** Opening Given records block **
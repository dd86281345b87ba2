//! Local cache of team rosters and per-player weekly form snapshots.
//!
//! Flat JSON files, one per team and one per player. The web-facing
//! analysis path only reads them; the batch binaries read-modify-write.
//! The two must not run concurrently against the same data directory.

pub mod calendar;
pub mod enrich;
pub mod store;

pub use enrich::PlayerWithHistory;
pub use store::FileStore;
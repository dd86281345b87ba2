//! Resume checkpoints for the batch binaries.
//!
//! A checkpoint records the last completed unit of work and is rewritten
//! atomically after each unit, so an interrupted run resumes where it
//! stopped instead of re-fetching everything. Resume is best-effort; the
//! upstream calls themselves are not exactly-once.

use std::fs;
use std::path::PathBuf;

use anyhow::{Context, Result};
use serde::de::DeserializeOwned;
use serde::Serialize;

pub struct CheckpointFile {
    path: PathBuf,
}

impl CheckpointFile {
    pub fn new(path: impl Into<PathBuf>) -> Self {
        Self { path: path.into() }
    }

    /// The previous run's cursor, if one was left behind.
    pub fn load<T: DeserializeOwned>(&self) -> Result<Option<T>> {
        let contents = match fs::read_to_string(&self.path) {
            Ok(contents) => contents,
            Err(err) if err.kind() == std::io::ErrorKind::NotFound => return Ok(None),
            Err(err) => {
                return Err(err)
                    .with_context(|| format!("Failed to read {}", self.path.display()))
            }
        };
        let value = serde_json::from_str(&contents)
            .with_context(|| format!("Failed to parse {}", self.path.display()))?;
        Ok(Some(value))
    }

    /// Persist the cursor through a temp file and a rename, so a crash
    /// mid-save leaves the previous cursor intact.
    pub fn save<T: Serialize>(&self, value: &T) -> Result<()> {
        let tmp = self.path.with_extension("tmp");
        let contents = serde_json::to_string_pretty(value)?;
        fs::write(&tmp, contents)
            .with_context(|| format!("Failed to write {}", tmp.display()))?;
        fs::rename(&tmp, &self.path)
            .with_context(|| format!("Failed to move {} into place", tmp.display()))?;
        Ok(())
    }

    /// Remove the cursor after a completed run.
    pub fn clear(&self) -> Result<()> {
        match fs::remove_file(&self.path) {
            Ok(()) => Ok(()),
            Err(err) if err.kind() == std::io::ErrorKind::NotFound => Ok(()),
            Err(err) => {
                Err(err).with_context(|| format!("Failed to remove {}", self.path.display()))
            }
        }
    }
}

#[cfg(test)]
mod tests {
    use super::*;
    use serde::Deserialize;

    #[derive(Debug, PartialEq, Serialize, Deserialize)]
    struct Cursor {
        last_team_id: String,
        processed: Vec<String>,
    }

    #[test]
    fn save_load_clear_round_trip() {
        let tmp = tempfile::tempdir().unwrap();
        let checkpoint = CheckpointFile::new(tmp.path().join("resume.json"));

        assert!(checkpoint.load::<Cursor>().unwrap().is_none());

        let cursor = Cursor {
            last_team_id: "42".to_string(),
            processed: vec!["41".to_string(), "42".to_string()],
        };
        checkpoint.save(&cursor).unwrap();
        assert_eq!(checkpoint.load::<Cursor>().unwrap().unwrap(), cursor);

        checkpoint.clear().unwrap();
        assert!(checkpoint.load::<Cursor>().unwrap().is_none());
        // Clearing twice is fine.
        checkpoint.clear().unwrap();
    }
}
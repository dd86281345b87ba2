//! Authenticated upstream session for the batch binaries.
//!
//! Unlike the web path, which relays the browser's session cookie, the
//! batch binaries own their session: they log in with credentials from the
//! environment, count queries, and re-authenticate after the configured
//! budget (the upstream invalidates busy sessions). A `governor` rate
//! limiter spaces the requests out.

use std::num::NonZeroU32;

use anyhow::{bail, Context, Result};
use governor::clock::DefaultClock;
use governor::state::{InMemoryState, NotKeyed};
use governor::{Quota, RateLimiter};
use secrecy::{ExposeSecret, SecretString};
use tracing::info;

use crate::config::{AppConfig, Secrets};
use crate::upstream::{GameApi, UpstreamClient, XmlNode};

type Limiter = RateLimiter<NotKeyed, InMemoryState, DefaultClock>;

pub struct BatchSession {
    client: UpstreamClient,
    login: String,
    code: SecretString,
    session: String,
    query_count: u32,
    reauth_limit: u32,
    limiter: Limiter,
}

impl BatchSession {
    /// Log in with `UPSTREAM_LOGIN` / `UPSTREAM_CODE` from the environment.
    pub async fn open(config: &AppConfig, secrets: Secrets) -> Result<Self> {
        let (Some(login), Some(code)) = (secrets.upstream_login, secrets.upstream_code) else {
            bail!("UPSTREAM_LOGIN and UPSTREAM_CODE must be set");
        };

        let per_second = NonZeroU32::new(config.batch.requests_per_second.max(1))
            .expect("max(1) is non-zero");
        let mut session = Self {
            client: UpstreamClient::new(&config.upstream)?,
            login,
            code,
            session: String::new(),
            query_count: 0,
            reauth_limit: config.batch.reauth_query_limit,
            limiter: RateLimiter::direct(Quota::per_second(per_second)),
        };
        session.authenticate().await?;
        Ok(session)
    }

    async fn authenticate(&mut self) -> Result<()> {
        let cookie = self
            .client
            .login(&self.login, self.code.expose_secret())
            .await
            .context("Upstream login request failed")?;
        match cookie {
            Some(pairs) => {
                info!("Upstream login successful");
                self.session = pairs;
                self.query_count = 0;
                Ok(())
            }
            None => bail!("Upstream login rejected"),
        }
    }

    async fn before_query(&mut self) -> Result<()> {
        if self.query_count >= self.reauth_limit {
            info!(limit = self.reauth_limit, "Query budget reached, re-authenticating");
            let _ = self.client.logout(&self.session).await;
            self.authenticate().await.context("Re-authentication failed")?;
        }
        self.limiter.until_ready().await;
        self.query_count += 1;
        Ok(())
    }

    pub async fn schedule(&mut self, team_id: &str, season: u32) -> Result<XmlNode> {
        self.before_query().await?;
        Ok(self.client.schedule(team_id, season, &self.session).await?)
    }

    pub async fn boxscore(&mut self, match_id: &str) -> Result<XmlNode> {
        self.before_query().await?;
        Ok(self.client.boxscore(match_id, &self.session).await?)
    }

    pub async fn player(&mut self, player_id: &str) -> Result<XmlNode> {
        self.before_query().await?;
        Ok(self.client.player(player_id, &self.session).await?)
    }

    /// Invalidate the session. Failures are ignored; the upstream expires
    /// idle sessions on its own.
    pub async fn close(self) {
        let _ = self.client.logout(&self.session).await;
        info!("Upstream session closed");
    }
}
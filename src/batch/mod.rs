//! Shared support for the offline batch binaries.
//!
//! The binaries refresh the local roster/history files and must not run
//! while the server is running against the same data directory.

pub mod checkpoint;
pub mod session;

pub use checkpoint::CheckpointFile;
pub use session::BatchSession;

use crate::upstream::XmlNode;

/// A player's weekly form as read from a `player.aspx` document.
#[derive(Debug, Clone, Copy, PartialEq, Eq)]
pub struct PlayerForm {
    /// Game shape, 1–9.
    pub game_shape: u8,
    pub dmi: i64,
}

/// Read game shape and DMI out of a player document. `None` when either
/// field is missing or out of range.
pub fn player_form(doc: &XmlNode) -> Option<PlayerForm> {
    let game_shape: u8 = doc.descendant("gameShape")?.text().parse().ok()?;
    let dmi: i64 = doc.descendant("dmi")?.text().parse().ok()?;

    if !(1..=9).contains(&game_shape) || dmi < 0 {
        return None;
    }
    Some(PlayerForm { game_shape, dmi })
}
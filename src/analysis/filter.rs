//! Strategy filters and the recomputation engine.
//!
//! Given the retained per-match ledger and a pair of strategy filters,
//! re-derives the filtered season aggregates through the same fold the
//! live aggregation used. No upstream round trip, no drift.

use std::collections::BTreeMap;

use serde::{Deserialize, Serialize};

use crate::analysis::fold::fold_matches;
use crate::analysis::models::{MatchRecord, PlayerTotals, Position};

/// Offense labels considered inside-oriented.
pub const INTERIOR_OFFENSES: [&str; 2] = ["Look Inside", "Low Post"];
/// Offense labels with no inside/outside lean.
pub const NEUTRAL_OFFENSES: [&str; 5] = [
    "Base",
    "Push",
    "Patient",
    "Outside Isolation",
    "Inside Isolation",
];
/// Offense labels considered perimeter-oriented.
pub const EXTERIOR_OFFENSES: [&str; 3] = ["Motion", "Run And Gun", "Princeton"];

/// Offense filter: the reserved `all` token, one of the reserved grouping
/// tokens, or an exact label match. Labels outside the known groups are
/// matched verbatim; the upstream's strategy vocabulary is open.
#[derive(Debug, Clone, PartialEq, Eq)]
pub enum OffenseFilter {
    Any,
    Interior,
    Neutral,
    Exterior,
    Exact(String),
}

impl OffenseFilter {
    pub fn parse(raw: &str) -> Self {
        match raw {
            "all" => OffenseFilter::Any,
            "interior" => OffenseFilter::Interior,
            "neutral" => OffenseFilter::Neutral,
            "exterior" => OffenseFilter::Exterior,
            other => OffenseFilter::Exact(other.to_string()),
        }
    }

    pub fn matches(&self, label: &str) -> bool {
        match self {
            OffenseFilter::Any => true,
            OffenseFilter::Interior => INTERIOR_OFFENSES.contains(&label),
            OffenseFilter::Neutral => NEUTRAL_OFFENSES.contains(&label),
            OffenseFilter::Exterior => EXTERIOR_OFFENSES.contains(&label),
            OffenseFilter::Exact(wanted) => label == wanted,
        }
    }
}

/// Defense filter: `all` or an exact label. Defenses have no grouping
/// tokens.
#[derive(Debug, Clone, PartialEq, Eq)]
pub enum DefenseFilter {
    Any,
    Exact(String),
}

impl DefenseFilter {
    pub fn parse(raw: &str) -> Self {
        match raw {
            "all" => DefenseFilter::Any,
            other => DefenseFilter::Exact(other.to_string()),
        }
    }

    pub fn matches(&self, label: &str) -> bool {
        match self {
            DefenseFilter::Any => true,
            DefenseFilter::Exact(wanted) => label == wanted,
        }
    }
}

/// The aggregates a filter pass re-derives. Empty maps, not zero-filled
/// ones, when no match survives the filters.
#[derive(Debug, Clone, Serialize, Deserialize)]
#[serde(rename_all = "camelCase")]
pub struct FilteredAggregates {
    pub avg_ratings: BTreeMap<String, f64>,
    pub avg_efficiency: BTreeMap<Position, f64>,
    pub player_sum_stats: BTreeMap<String, PlayerTotals>,
}

/// Filter the ledger (both filters must pass) and re-derive the season
/// aggregates from the surviving matches.
pub fn recompute(
    ledger: &[MatchRecord],
    offense: &OffenseFilter,
    defense: &DefenseFilter,
) -> FilteredAggregates {
    let outcome = fold_matches(
        ledger
            .iter()
            .filter(|record| offense.matches(&record.off_strategy))
            .filter(|record| defense.matches(&record.def_strategy)),
    );

    FilteredAggregates {
        avg_ratings: outcome.avg_ratings,
        avg_efficiency: outcome.avg_efficiency,
        player_sum_stats: outcome.player_sum_stats,
    }
}
use thiserror::Error;

use crate::types::{StreamId, StreamState};

pub type Result<T> = std::result::Result<T, RegistryError>;

#[derive(Debug, Error)]
pub enum RegistryError {
    #[error("invalid input for stream {id}: {reason}")]
    InvalidInput { id: StreamId, reason: String },
    #[error("stream {id} not found")]
    NotFound { id: StreamId },
    #[error("stream {id} is already {state:?}")]
    InvalidState { id: StreamId, state: StreamState },
}
use chrono::{DateTime, Utc};
use serde::{Deserialize, Serialize};

/// Caller-supplied stream identifier, unique within one registry.
pub type StreamId = u64;

#[derive(Debug, Clone, Copy, PartialEq, Eq, Serialize, Deserialize)]
pub enum StreamState {
    Running,
    Completed,
    Cancelled,
}

impl StreamState {
    pub fn is_terminal(self) -> bool {
        !matches!(self, StreamState::Running)
    }
}

/// Creation parameters for a stream. Amounts are currency units; the rate is
/// units accrued per second.
#[derive(Debug, Clone, Serialize, Deserialize)]
pub struct StreamParams {
    pub id: StreamId,
    pub sender: String,
    pub receiver: String,
    pub rate_per_sec: f64,
    pub deposit: f64,
}

/// One payment stream as tracked by the registry.
///
/// `accrued` is the last observed accrued value and freezes on a terminal
/// transition. `withdrawn` tracks value confirmed moved by the ledger; it is
/// bookkeeping only and never feeds back into accrual.
#[derive(Debug, Clone, Serialize, Deserialize)]
pub struct Stream {
    pub id: StreamId,
    pub sender: String,
    pub receiver: String,
    pub rate_per_sec: f64,
    pub deposit: f64,
    pub started_at: DateTime<Utc>,
    pub state: StreamState,
    pub accrued: f64,
    pub withdrawn: f64,
}

impl Stream {
    /// Accrued value not yet moved off-stream by a confirmed withdrawal.
    pub fn claimable(&self) -> f64 {
        (self.accrued - self.withdrawn).max(0.0)
    }
}

/// Point-in-time view of a stream, produced by `observe`.
#[derive(Debug, Clone, Serialize, Deserialize)]
pub struct StreamSnapshot {
    pub id: StreamId,
    pub state: StreamState,
    pub accrued: f64,
    pub remaining: f64,
    pub withdrawn: f64,
    pub progress_percent: u8,
    pub observed_at: DateTime<Utc>,
}
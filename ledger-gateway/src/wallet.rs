/// Identity source for ledger transactions. Mirrors a wallet-connect flow:
/// either one connected address or nothing.
pub trait WalletProvider: Send + Sync {
    fn connected_address(&self) -> Option<String>;

    fn is_connected(&self) -> bool {
        self.connected_address().is_some()
    }
}

/// Fixed identity, or none while disconnected. Useful for tests and for
/// dashboards that resolve the address once at startup.
#[derive(Debug, Clone, Default)]
pub struct StaticWallet {
    address: Option<String>,
}

impl StaticWallet {
    pub fn connected(address: impl Into<String>) -> Self {
        let address = address.into();
        let address = address.trim().to_string();
        Self {
            address: (!address.is_empty()).then_some(address),
        }
    }

    pub fn disconnected() -> Self {
        Self { address: None }
    }
}

impl WalletProvider for StaticWallet {
    fn connected_address(&self) -> Option<String> {
        self.address.clone()
    }
}

#[cfg(test)]
mod tests {
    use super::*;

    #[test]
    fn connected_wallet_exposes_address() {
        let wallet = StaticWallet::connected("0xabc123");
        assert_eq!(wallet.connected_address().as_deref(), Some("0xabc123"));
        assert!(wallet.is_connected());
    }

    #[test]
    fn blank_address_counts_as_disconnected() {
        assert!(!StaticWallet::connected("   ").is_connected());
        assert!(!StaticWallet::disconnected().is_connected());
    }
}
// Copyright (c) James Kassemi, SC, US. All rights reserved.

//! In-memory registry for pay-per-second payment streams.
//!
//! The crate exposes:
//! - [`StreamRegistry`]: lifecycle state machine over the process-local stream map.
//! - [`accrual`]: pure accrual math, driven by an injected clock.
//!
//! The registry is advisory: the on-chain ledger remains the source of truth
//! for deposits and withdrawals, and callers reconcile against it through the
//! gateway crate.

pub mod accrual;
pub mod error;
pub mod registry;
pub mod types;

pub use error::{RegistryError, Result};
pub use registry::StreamRegistry;
pub use types::{Stream, StreamId, StreamParams, StreamSnapshot, StreamState};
** Closing Given records block **
» **What you have to do**
Each line of the records above that includes the string "NotFound" should be counted. Report the total alone.

» **Reply**
3